**Work to be completed:**
In how many lines of the data does the word "that" appear? Give the number by itself.

**Data under study:**
//! Process execution for buildpack steps.
//!
//! Buildpack executables are run through the [`StepRunner`] trait so the
//! builder's exit-code and output handling can be exercised without spawning
//! real processes. [`SystemRunner`] is the real implementation.

use std::ffi::OsStr;
use std::io;
use std::path::Path;
use std::process::{Command, Stdio};

use tracing::debug;

/// What to do with a step's standard output.
#[derive(Debug, Clone, Copy, PartialEq, Eq)]
pub enum Output {
  /// Pass through to our own stdout so progress stays visible.
  Inherit,
  /// Collect into [`StepOutput::stdout`].
  Capture,
}

/// Outcome of a finished step.
#[derive(Debug, Clone, Default, PartialEq, Eq)]
pub struct StepOutput {
  /// Exit code, or `None` when the process was killed by a signal.
  pub code: Option<i32>,
  /// Captured stdout; empty when output was inherited.
  pub stdout: Vec<u8>,
}

impl StepOutput {
  pub fn success(&self) -> bool {
    self.code == Some(0)
  }
}

/// Runs an executable to completion.
pub trait StepRunner {
  /// Run `program` with `args`, blocking until it exits.
  ///
  /// Stdin is closed and stderr is always inherited. Only a failure to spawn
  /// or wait is an `Err`; a non-zero exit is reported through [`StepOutput`].
  fn run(&self, program: &Path, args: &[&OsStr], output: Output) -> io::Result<StepOutput>;
}

/// Spawns real processes with [`std::process::Command`].
#[derive(Debug, Clone, Copy, Default)]
pub struct SystemRunner;

impl StepRunner for SystemRunner {
  fn run(&self, program: &Path, args: &[&OsStr], output: Output) -> io::Result<StepOutput> {
    debug!(program = %program.display(), ?args, ?output, "spawning process");

    let mut command = Command::new(program);
    command.args(args).stdin(Stdio::null()).stderr(Stdio::inherit());

    match output {
      Output::Inherit => {
        let status = command.stdout(Stdio::inherit()).status()?;
        Ok(StepOutput {
          code: status.code(),
          stdout: Vec::new(),
        })
      }
      Output::Capture => {
        let result = command.stdout(Stdio::piped()).output()?;
        Ok(StepOutput {
          code: result.status.code(),
          stdout: result.stdout,
        })
      }
    }
  }
}
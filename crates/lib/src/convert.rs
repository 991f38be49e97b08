//! Conversion of a custom service into a standalone buildpack.
//!
//! A custom service carries its own build script in the application tree.
//! Converting it produces a directory that satisfies the buildpack contract:
//!
//! ```text
//! <dest>/            copy of the service's approot
//! <dest>/bin/compile the service's build script, verbatim
//! <dest>/bin/release prints the service configuration as YAML
//! ```

use std::io;
use std::path::{Path, PathBuf};

use thiserror::Error;
use tracing::info;

use crate::stack::{StackError, load_stack};
use crate::util::fs::{FsError, copy_tree, write_executable};

#[derive(Debug, Error)]
pub enum ConvertError {
  #[error(transparent)]
  Stack(#[from] StackError),

  /// Only services without a type, or of type `custom`, can be converted.
  #[error("service '{service}' has type '{kind}'; only custom services can be converted to a buildpack")]
  NotCustomService { service: String, kind: String },

  #[error("destination already exists: {0}")]
  DestinationExists(PathBuf),

  #[error("failed to read build script '{path}': {source}")]
  ReadBuildscript {
    path: PathBuf,
    #[source]
    source: io::Error,
  },

  #[error("failed to serialize configuration of service '{service}': {source}")]
  Serialize {
    service: String,
    #[source]
    source: serde_yaml::Error,
  },

  #[error(transparent)]
  Fs(#[from] FsError),
}

/// Read the raw build script declared by `service`.
pub fn read_buildscript(source_dir: &Path, service: &str) -> Result<Vec<u8>, ConvertError> {
  let stack = load_stack(source_dir)?;
  let path = stack.service(service)?.buildscript_path(source_dir)?;
  std::fs::read(&path).map_err(|source| ConvertError::ReadBuildscript { path, source })
}

/// Turn the custom service `service` of the stack in `source_dir` into a
/// buildpack at `dest_dir`.
///
/// All checks run before anything is written, so a rejected conversion
/// leaves `dest_dir` untouched.
pub fn materialize(source_dir: &Path, service: &str, dest_dir: &Path) -> Result<(), ConvertError> {
  let stack = load_stack(source_dir)?;
  let entry = stack.service(service)?;

  if !entry.config.is_custom() {
    return Err(ConvertError::NotCustomService {
      service: service.to_string(),
      kind: entry.config.kind.clone().unwrap_or_default(),
    });
  }

  let buildscript_path = entry.buildscript_path(source_dir)?;
  if dest_dir.symlink_metadata().is_ok() {
    return Err(ConvertError::DestinationExists(dest_dir.to_path_buf()));
  }

  let buildscript = std::fs::read(&buildscript_path).map_err(|source| ConvertError::ReadBuildscript {
    path: buildscript_path.clone(),
    source,
  })?;
  let config = entry.config.to_yaml().map_err(|source| ConvertError::Serialize {
    service: service.to_string(),
    source,
  })?;

  copy_tree(&entry.root(source_dir), dest_dir, &[])?;

  info!(service, path = %dest_dir.join("bin/compile").display(), "copying build script");
  write_executable(&dest_dir.join("bin").join("compile"), &buildscript)?;

  info!(service, path = %dest_dir.join("bin/release").display(), "writing release script");
  write_executable(&dest_dir.join("bin").join("release"), release_script(&config).as_bytes())?;

  Ok(())
}

/// A `bin/release` that prints `config` verbatim.
fn release_script(config: &str) -> String {
  let mut delimiter = String::from("STACKBREW_CONFIG");
  while config.lines().any(|line| line == delimiter) {
    delimiter.push('_');
  }

  let mut body = config.to_string();
  if !body.ends_with('\n') {
    body.push('\n');
  }

  format!(
    "#!/bin/sh\n\
     \n\
     # Generated by stackbrew from a custom service definition.\n\
     # Prints the service configuration as release metadata.\n\
     \n\
     cat <<'{delimiter}'\n\
     {body}\
     {delimiter}\n"
  )
}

**Task answer:**
2